Samuel Bagentos, a professor of law and associate dean of Washington University School of Law, said, “The Fair Pay Restoration Act would adopt a simple and commonsense rule to govern the timeliness of pay discrimination claims. Each paycheck that is infected with an employer’s discrimination is a separate violation of the employment discrimination laws lawyers call this the paycheck accrual rule and the victim of pay discrimination may recover back pay for up to two years prior to the last discriminatory paycheck he or she has received.” Mr. Bagentos continued, “Some opponents of legislation adopting the paycheck accrual rule contend that such legislation would make it well nigh impossible for employers to defend themselves against charges of pay discrimination…What is notable about this contention is its entirely theoretical nature. Although ten federal circuit courts of appeals had adopted the paycheck accrual rule before the Ledbetter case, the opponents of that rule have not pointed to any systemic evidence (or even any significant anecdotal evidence) that the rule caused employers to be unable to defend themselves against pay discrimination claims…The Fair Pay Restoration Act, in any event, protects employers against open-ended liability. The bill would affirm the law’s current two-year cap on back pay awards.

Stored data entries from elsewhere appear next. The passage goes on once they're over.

use axum::body::Body;
use axum::http::{Method, Request, StatusCode};
use axum::Router;
use chrono::Duration;
use http_body_util::BodyExt;
use kitchen_flow::clock::ManualClock;
use kitchen_flow::config::Config;
use kitchen_flow::lifecycle::KitchenSystem;
use kitchen_flow::store::MemoryStorage;
use kitchen_flow::sync_tracker::MockTransport;
use serde_json::{json, Value};
use std::sync::Arc;
use tower::ServiceExt;

async fn start() -> (KitchenSystem, Router, ManualClock) {
    let clock = ManualClock::default();
    let config = Config {
        sync_poll: std::time::Duration::from_secs(3600),
        ..Config::default()
    };
    let system = KitchenSystem::start(
        &config,
        Arc::new(MemoryStorage::new()),
        Arc::new(MockTransport::new()),
        Arc::new(clock.clone()),
    )
    .await
    .unwrap();
    let router = system.router();
    (system, router, clock)
}

async fn send(
    app: &Router,
    method: Method,
    uri: &str,
    headers: &[(&str, &str)],
    body: Option<Value>,
) -> (StatusCode, Value) {
    let mut builder = Request::builder().method(method).uri(uri);
    for (name, value) in headers {
        builder = builder.header(*name, *value);
    }
    let request = match body {
        Some(body) => builder
            .header("content-type", "application/json")
            .body(Body::from(body.to_string()))
            .unwrap(),
        None => builder.body(Body::empty()).unwrap(),
    };

    let response = app.clone().oneshot(request).await.unwrap();
    let status = response.status();
    let bytes = response.into_body().collect().await.unwrap().to_bytes();
    let json = if bytes.is_empty() {
        Value::Null
    } else {
        serde_json::from_slice(&bytes).unwrap()
    };
    (status, json)
}

fn mesa_body() -> Value {
    json!({
        "type": "MESA",
        "tableNumber": 3,
        "items": [
            { "name": "Seco de res", "qty": 1, "price": 30.0 },
            { "name": "Limonada", "qty": 2, "price": 5.0 }
        ]
    })
}

fn delivery_body() -> Value {
    json!({
        "type": "DELIVERY",
        "items": [{ "name": "Pollo broaster", "qty": 1, "price": 20.0 }],
        "delivery": { "address": "Av. Brasil 1500" }
    })
}

async fn create(app: &Router, body: Value) -> Value {
    let (status, order) = send(app, Method::POST, "/api/orders", &[], Some(body)).await;
    assert_eq!(status, StatusCode::CREATED, "{order}");
    order
}

#[tokio::test]
async fn test_create_and_serve_mesa_order() {
    let (system, app, _) = start().await;
    let order = create(&app, mesa_body()).await;
    assert_eq!(order["orderNumber"], "ORD-0001");
    assert_eq!(order["kitchenStatus"], "NUEVA");
    assert_eq!(order["total"], 40.0);
    assert!(order.get("integration").is_none());

    for status in ["PREPARANDO", "LISTA"] {
        let (code, body) = send(
            &app,
            Method::POST,
            "/api/orders/1/kitchen-status",
            &[],
            Some(json!({ "status": status })),
        )
        .await;
        assert_eq!(code, StatusCode::OK);
        assert_eq!(body["kitchenStatus"], status);
    }
    let (code, body) = send(&app, Method::POST, "/api/orders/order_1/deliver", &[], None).await;
    assert_eq!(code, StatusCode::OK);
    assert_eq!(body["kitchenStatus"], "ENTREGADA");
    assert!(body["handedOffAt"].is_string());

    let (code, body) = send(&app, Method::GET, "/api/orders/1", &[], None).await;
    assert_eq!(code, StatusCode::OK);
    assert_eq!(body["version"], 3);
    system.shutdown().await;
}

#[tokio::test]
async fn test_error_kinds_map_to_status_codes() {
    let (system, app, _) = start().await;
    create(&app, delivery_body()).await;

    let (code, body) = send(
        &app,
        Method::POST,
        "/api/orders/1/cancel",
        &[],
        Some(json!({ "reason": "" })),
    )
    .await;
    assert_eq!(code, StatusCode::BAD_REQUEST);
    assert_eq!(body["kind"], "ValidationError");

    let (code, body) = send(&app, Method::GET, "/api/orders/99", &[], None).await;
    assert_eq!(code, StatusCode::NOT_FOUND);
    assert_eq!(body["kind"], "NotFoundError");

    let (code, body) = send(&app, Method::GET, "/api/orders/abc", &[], None).await;
    assert_eq!(code, StatusCode::BAD_REQUEST);
    assert_eq!(body["kind"], "ValidationError");

    let (code, body) = send(
        &app,
        Method::POST,
        "/api/orders/1/delivery-status",
        &[],
        Some(json!({ "status": "EN_RUTA" })),
    )
    .await;
    assert_eq!(code, StatusCode::UNPROCESSABLE_ENTITY);
    assert_eq!(body["kind"], "IllegalTransitionError");
    assert!(body["message"].as_str().unwrap().contains("order_1"));

    let (code, body) = send(
        &app,
        Method::POST,
        "/api/orders/1/kitchen-status",
        &[],
        Some(json!({ "status": "QUEMADA" })),
    )
    .await;
    assert_eq!(code, StatusCode::BAD_REQUEST);
    assert_eq!(body["kind"], "ValidationError");
    system.shutdown().await;
}

#[tokio::test]
async fn test_if_match_enables_optimistic_check() {
    let (system, app, _) = start().await;
    create(&app, mesa_body()).await;

    let (code, body) = send(
        &app,
        Method::POST,
        "/api/orders/1/kitchen-status",
        &[("if-match", "0")],
        Some(json!({ "status": "PREPARANDO" })),
    )
    .await;
    assert_eq!(code, StatusCode::OK);
    assert_eq!(body["version"], 1);

    let (code, body) = send(
        &app,
        Method::POST,
        "/api/orders/1/cancel",
        &[("if-match", "\"0\"")],
        Some(json!({ "reason": "mesa se retiró" })),
    )
    .await;
    assert_eq!(code, StatusCode::CONFLICT);
    assert_eq!(body["kind"], "ConflictError");

    let (code, _) = send(
        &app,
        Method::POST,
        "/api/orders/1/cancel",
        &[("if-match", "uno")],
        Some(json!({ "reason": "mesa se retiró" })),
    )
    .await;
    assert_eq!(code, StatusCode::BAD_REQUEST);
    system.shutdown().await;
}

#[tokio::test]
async fn test_channel_header_tags_external_orders() {
    let (system, app, _) = start().await;
    let (code, order) = send(
        &app,
        Method::POST,
        "/api/orders",
        &[("x-order-channel", "POS_EXTERNO")],
        Some(json!({
            "type": "PARA_LLEVAR",
            "items": [{ "name": "Chicharrón", "qty": 1 }],
            "externalOrderId": "pos-4411"
        })),
    )
    .await;
    assert_eq!(code, StatusCode::CREATED);
    assert_eq!(order["integration"]["channel"], "POS_EXTERNO");
    assert_eq!(order["integration"]["syncStatus"], "PENDING");
    assert_eq!(order["integration"]["externalOrderId"], "pos-4411");

    let (code, body) = send(
        &app,
        Method::POST,
        "/api/orders",
        &[("x-order-channel", "FAX")],
        Some(mesa_body()),
    )
    .await;
    assert_eq!(code, StatusCode::BAD_REQUEST);
    assert_eq!(body["kind"], "ValidationError");
    system.shutdown().await;
}

#[tokio::test]
async fn test_boards_flag_urgency_at_read_time() {
    let (system, app, clock) = start().await;
    create(&app, mesa_body()).await;
    create(&app, delivery_body()).await;

    let (_, board) = send(&app, Method::GET, "/api/boards/kitchen", &[], None).await;
    let board = board.as_array().unwrap().clone();
    assert_eq!(board.len(), 2);
    assert!(board.iter().all(|entry| entry["urgent"] == false));

    clock.advance(Duration::minutes(16));
    let (_, board) = send(&app, Method::GET, "/api/boards/kitchen", &[], None).await;
    assert!(board
        .as_array()
        .unwrap()
        .iter()
        .all(|entry| entry["urgent"] == true));

    for status in ["PREPARANDO", "LISTA"] {
        send(
            &app,
            Method::POST,
            "/api/orders/2/kitchen-status",
            &[],
            Some(json!({ "status": status })),
        )
        .await;
    }
    let (_, delivery) = send(&app, Method::GET, "/api/boards/delivery", &[], None).await;
    let delivery = delivery.as_array().unwrap().clone();
    assert_eq!(delivery.len(), 1);
    assert_eq!(delivery[0]["deliveryStatus"], "PENDIENTE_ASIGNAR");
    assert_eq!(delivery[0]["urgent"], false);

    clock.advance(Duration::minutes(5));
    let (_, delivery) = send(&app, Method::GET, "/api/boards/delivery", &[], None).await;
    assert_eq!(delivery[0]["urgent"], true);

    let (code, courier) = send(
        &app,
        Method::POST,
        "/api/orders/2/courier",
        &[],
        Some(json!({ "courierId": "c1", "courierName": "Carlos Ramírez" })),
    )
    .await;
    assert_eq!(code, StatusCode::OK);
    assert_eq!(courier["deliveryStatus"], "EN_RUTA");
    assert_eq!(courier["delivery"]["courierName"], "Carlos Ramírez");
    system.shutdown().await;
}

#[tokio::test]
async fn test_delete_list_and_health() {
    let (system, app, _) = start().await;
    create(&app, mesa_body()).await;
    create(&app, delivery_body()).await;

    let (code, body) = send(&app, Method::DELETE, "/api/orders/1", &[], None).await;
    assert_eq!(code, StatusCode::OK);
    assert_eq!(body, json!({ "deleted": false }));

    send(
        &app,
        Method::POST,
        "/api/orders/1/cancel",
        &[],
        Some(json!({ "reason": "cliente canceló" })),
    )
    .await;
    let (_, body) = send(&app, Method::DELETE, "/api/orders/1", &[], None).await;
    assert_eq!(body, json!({ "deleted": true }));

    let (code, list) = send(&app, Method::GET, "/api/orders?type=DELIVERY", &[], None).await;
    assert_eq!(code, StatusCode::OK);
    assert_eq!(list.as_array().unwrap().len(), 1);
    assert_eq!(list[0]["orderNumber"], "ORD-0002");

    let (_, all) = send(&app, Method::GET, "/api/orders", &[], None).await;
    assert_eq!(all.as_array().unwrap().len(), 1);

    let (code, health) = send(&app, Method::GET, "/api/health", &[], None).await;
    assert_eq!(code, StatusCode::OK);
    assert_eq!(health["status"], "ok");
    assert_eq!(health["orders"], 1);

    let (code, urgency) = send(&app, Method::GET, "/api/urgency", &[], None).await;
    assert_eq!(code, StatusCode::OK);
    assert!(urgency["kitchen"].is_array());
    system.shutdown().await;
}

#[tokio::test]
async fn test_sync_retry_endpoint() {
    let (system, app, _) = start().await;
    let odin = create(&app, mesa_body()).await;
    let (code, body) = send(
        &app,
        Method::POST,
        &format!("/api/orders/{}/sync/retry", odin["id"]),
        &[],
        None,
    )
    .await;
    assert_eq!(code, StatusCode::UNPROCESSABLE_ENTITY);
    assert_eq!(body["kind"], "IllegalTransitionError");
    system.shutdown().await;
}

Under the bill, victims of pay discrimination would have no incentive to sleep on their rights. Because a plaintiff can recover back pay for only two years preceding his filing of the charge with the EEOC, an employee who waits to file for more than two years after the initial discrimination will lose the chance to obtain full compensation.”

Eric Dreiband, an attorney at Akin, Gump, Strauss, Hauer, and Feld, LLP, said, “The Ledbetter decision is entirely consistent with more than three decades of Supreme Court decisions. Furthermore, the bill appears inspired by the mistaken notion that, after Ledbetter, the law currently provides no remedy for concealed discrimination what the bill describes as ‘the reality of wage discrimination.’ Finally, the bill is not limited to compensation and, if enacted in its present form, will create unanticipated and potentially ruinous liability for state and local governments, unions, employers, and others covered by the federal antidiscrimination laws. The bill may also subject pension funds to unanticipated liability that may jeopardize the integrity of those funds and risk the retirement security of pension fund beneficiaries.” Mr. Dreiband added, “The proposed [bill] appears premised on the notion that Ledbetter was wrongly decided and that existing law sanctions hidden discrimination. This notion apparently finds its inspiration in Justice Ruth Bader Ginsburg’s dissent in Ledbetter. According to the dissent, wage discrimination is often ‘concealed,’ and so EEOC charge-filing periods should not apply. But, existing law provides a remedy for any such hidden or concealed discrimination. In fact, for decades, both the Supreme Court of the United States and the EEOC have recognized that EEOC charge-filing periods can be extended or ‘tolled’ in such circumstances…Because Ms. Ledbetter ‘knew definitely’ that her pay was lower than her peers several years before she filed a charge, she could not and did not assert that the charge-filing period should be extended. The Court therefore declined to consider whether to extend the charge-filing period. A timely charge would have enabled the EEOC and Goodyear to investigate the allegations and, as occurred when Ms. Ledbetter filed her 1982 charge, to resolve the matter promptly. The delay had real consequences: Ms. Ledbetter’s case dragged on for nearly ten years, and the supervisor accused of sexual harassment in 1982, who later evaluated Ms. Ledbetter’s work and affected her pay, was dead by the time the case went to trial.”